GARRETT: We have a developing government in Iraq and a government that is unbearable, the Assad regime, in Syria.
Talking about a coalition outside that seems to miss the underlying point that we don't have a real partner in Iraq yet. We may over time. And we don't have a partner that we can work with in Syria. How much does that complicate what the president acknowledges is a highly complex situation, Danielle?
PLETKA: I think it has really been exaggerated. The reality is that we should be able to address what this problem is whether we like the government in Baghdad or not. And what it has appeared to me to be over the last few months is nothing more than a reason not to have a strategy, not to act. No, no, we can't act because we are waiting for the good guys to arrive in Baghdad.
Oh, well, the good guys have arrived in Baghdad, but we're not sure that they are really together yet. These cannot be excuses for us. Either we have a national interest here or we don't. If we don't, then it doesn't matter who is in Baghdad. If we do, then we should be pushing harder to pull them together, but we should be figuring out what is imperative, even as they put their own democratic government together.
GARRETT: Michael, you have said that you believe that Ukraine is actually, of the two -- and these are enormously complex and difficult challenges -- bigger for all of the players on the world stage, because Vladimir Putin is trying to essentially rewrite existing world order that has existed since the end of the Cold War.
SINGH: Well, that's right.
I think you see Russia, which is a major military state, obviously a nuclear armed power, really pushing up against every norm, principle and red line which has governed Western relations for 20 years now. It is really threatening peace in Europe in a way that we haven't seen in a long time.

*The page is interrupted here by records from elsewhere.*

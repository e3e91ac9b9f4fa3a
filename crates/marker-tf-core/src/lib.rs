//! Core types for the marker perception and transform-chaining pipeline.
//!
//! This crate is intentionally small and purely representational: quad
//! geometry, camera intrinsics, in-memory pixel frames, and named rigid
//! transforms. It does *not* depend on any concrete marker detector or
//! transform store.

mod camera;
mod frame;
mod geometry;
mod logger;
mod transform;

pub use camera::{CameraIntrinsics, IntrinsicsError};
pub use frame::{ColorFrame, DepthFrame, FrameError, GrayFrame, GrayView, PixelLayout};
pub use geometry::{quad_center, quad_metrics, QuadMetrics};
pub use transform::{quat_from_euler_xyz, FrameNaming, RigidTransform};

#[cfg(feature = "tracing")]
pub use logger::init_tracing;

pub use logger::init_with_level;
//! Transport to the display server's output-configuration protocol
//!
//! The core never talks to X directly; it goes through [`DisplayServer`],
//! which mirrors the handful of RandR 1.2 round-trips the editor needs.
//! [`X11Server`] is the real implementation.

use anyhow::Result;
use serde::Serialize;

use crate::mode::{Mode, ModeId, Rotation, RotationSet};

mod x11;
pub use x11::X11Server;

#[cfg(test)]
pub(crate) mod memory;

pub type CrtcId = u32;
pub type OutputId = u32;

/// Configuration timestamp handed back with every config-changing request
pub type ConfigTimestamp = u32;

/// Mode table entry as read from the server
#[derive(Debug, Clone, PartialEq)]
pub struct ModeInfo {
    pub id: ModeId,
    pub name: String,
    pub width: u16,
    pub height: u16,
    pub dot_clock: u32,
    pub htotal: u16,
    pub vtotal: u16,
}

impl From<ModeInfo> for Mode {
    fn from(info: ModeInfo) -> Self {
        Mode {
            id: info.id,
            name: info.name,
            width: info.width,
            height: info.height,
            dot_clock: info.dot_clock,
            htotal: info.htotal,
            vtotal: info.vtotal,
        }
    }
}

/// Snapshot of "get resources"
#[derive(Debug, Clone, Default)]
pub struct ScreenResources {
    pub config_timestamp: ConfigTimestamp,
    pub crtcs: Vec<CrtcId>,
    pub outputs: Vec<OutputId>,
    pub modes: Vec<ModeInfo>,
}

/// Live state of one controller
#[derive(Debug, Clone, PartialEq)]
pub struct CrtcState {
    pub x: i16,
    pub y: i16,
    pub mode: Option<ModeId>,
    pub rotation: Rotation,
    pub rotations: RotationSet,
    pub outputs: Vec<OutputId>,
}

#[derive(Debug, Clone, Copy, PartialEq, Eq, Serialize)]
#[serde(rename_all = "lowercase")]
pub enum ConnectionState {
    Connected,
    Disconnected,
    Unknown,
}

/// Live state of one output
#[derive(Debug, Clone, PartialEq)]
pub struct OutputState {
    pub name: String,
    pub connection: ConnectionState,
    pub crtc: Option<CrtcId>,
    /// Supported modes; the first `preferred_count` entries are preferred
    pub modes: Vec<ModeId>,
    pub preferred_count: usize,
    pub mm_width: u32,
    pub mm_height: u32,
}

/// Screen pixel and physical size
#[derive(Debug, Clone, Copy, PartialEq, Eq, Serialize)]
pub struct ScreenSize {
    pub width: u16,
    pub height: u16,
    pub mm_width: u32,
    pub mm_height: u32,
}

/// Server-advertised screen size bounds
#[derive(Debug, Clone, Copy, PartialEq, Eq, Serialize)]
pub struct SizeRange {
    pub min_width: u16,
    pub min_height: u16,
    pub max_width: u16,
    pub max_height: u16,
}

/// One atomic controller-configuration request. No mode and no outputs
/// disables the controller.
#[derive(Debug, Clone, PartialEq, Serialize)]
pub struct CrtcConfig {
    pub x: i16,
    pub y: i16,
    pub mode: Option<ModeId>,
    pub rotation: Rotation,
    pub outputs: Vec<OutputId>,
}

impl CrtcConfig {
    pub fn disabled() -> Self {
        Self {
            x: 0,
            y: 0,
            mode: None,
            rotation: Rotation::Normal,
            outputs: Vec::new(),
        }
    }
}

/// Reply status of a controller-configuration request
#[derive(Debug, Clone, Copy, PartialEq, Eq)]
pub enum ConfigStatus {
    Success,
    InvalidConfigTime,
    InvalidTime,
    Failed,
}

impl std::fmt::Display for ConfigStatus {
    fn fmt(&self, f: &mut std::fmt::Formatter<'_>) -> std::fmt::Result {
        let text = match self {
            ConfigStatus::Success => "success",
            ConfigStatus::InvalidConfigTime => "invalid config time",
            ConfigStatus::InvalidTime => "invalid time",
            ConfigStatus::Failed => "failed",
        };
        f.write_str(text)
    }
}

/// The display server's output-configuration protocol, one screen at a time
pub trait DisplayServer {
    /// Controllers, outputs and the mode catalogue (re-probes hardware)
    fn screen_resources(&mut self) -> Result<ScreenResources>;

    fn screen_size_range(&mut self) -> Result<SizeRange>;

    /// Current screen size as known to this connection
    fn screen_size(&mut self) -> Result<ScreenSize>;

    /// Current screen size read through a newly opened connection, so no
    /// cached connection state is involved
    fn fresh_screen_size(&mut self) -> Result<ScreenSize>;

    fn crtc_info(&mut self, crtc: CrtcId, timestamp: ConfigTimestamp) -> Result<CrtcState>;

    fn output_info(&mut self, output: OutputId, timestamp: ConfigTimestamp) -> Result<OutputState>;

    fn set_crtc_config(
        &mut self,
        crtc: CrtcId,
        timestamp: ConfigTimestamp,
        config: &CrtcConfig,
    ) -> Result<ConfigStatus>;

    fn set_screen_size(&mut self, size: &ScreenSize) -> Result<()>;
}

And I think it is creating a danger that the great power relations in the 21st century are really going to be dictated by conflict, as opposed to cooperation. That is not something we want to see. And it is a very difficult challenge to meet. We haven't, I think, done enough in Ukraine. We haven't done enough to support the Ukrainians.
But even if we do more, there is no easy solution to what is happening there.
GARRETT: Does more mean arms?
SINGH: I think more means a lot of different things. I think it does mean that we have to increase sanctions much more rapidly.
You can't have this sort of incremental approach to sanctions. I think. I think it does mean providing military assistance to the Ukrainians. Now, that means not just weaponry. It means intelligence and things like that as well, which we have been reluctant to provide.
And I think it means that NATO has to get serious. Look, NATO appears as though it was really unprepared for this crisis, and that is not acceptable. I think NATO has to with the summit that is coming up this week decide how it is going to meet these types of chance in the future, and as well as this challenge itself.
GARRETT: Real quick, do you think NATO should enlarge itself to take Ukraine in sort of on the fly, which is now being discussed? SINGH: Look, I think the Ukrainians are interested in that.
But you heard very clearly from the president that he is reluctant to consider that kind of relationship with Ukraine. I think that the -- there's plenty of ways that we can help Ukraine without even having to take that step.
SINGH: So let's first, I think, consider the things which are within reach, like giving them military assistance, which they don't need to be a NATO ally to receive.
GARRETT: Very good.
Michael Singh, Danielle Pletka, thank you so much for joining us this morning on FACE THE NATION.
And we will be right back.
GARRETT: Well, that's it for us this morning. Thank you for watching FACE THE NATION.
Bob will be right back here next Sunday.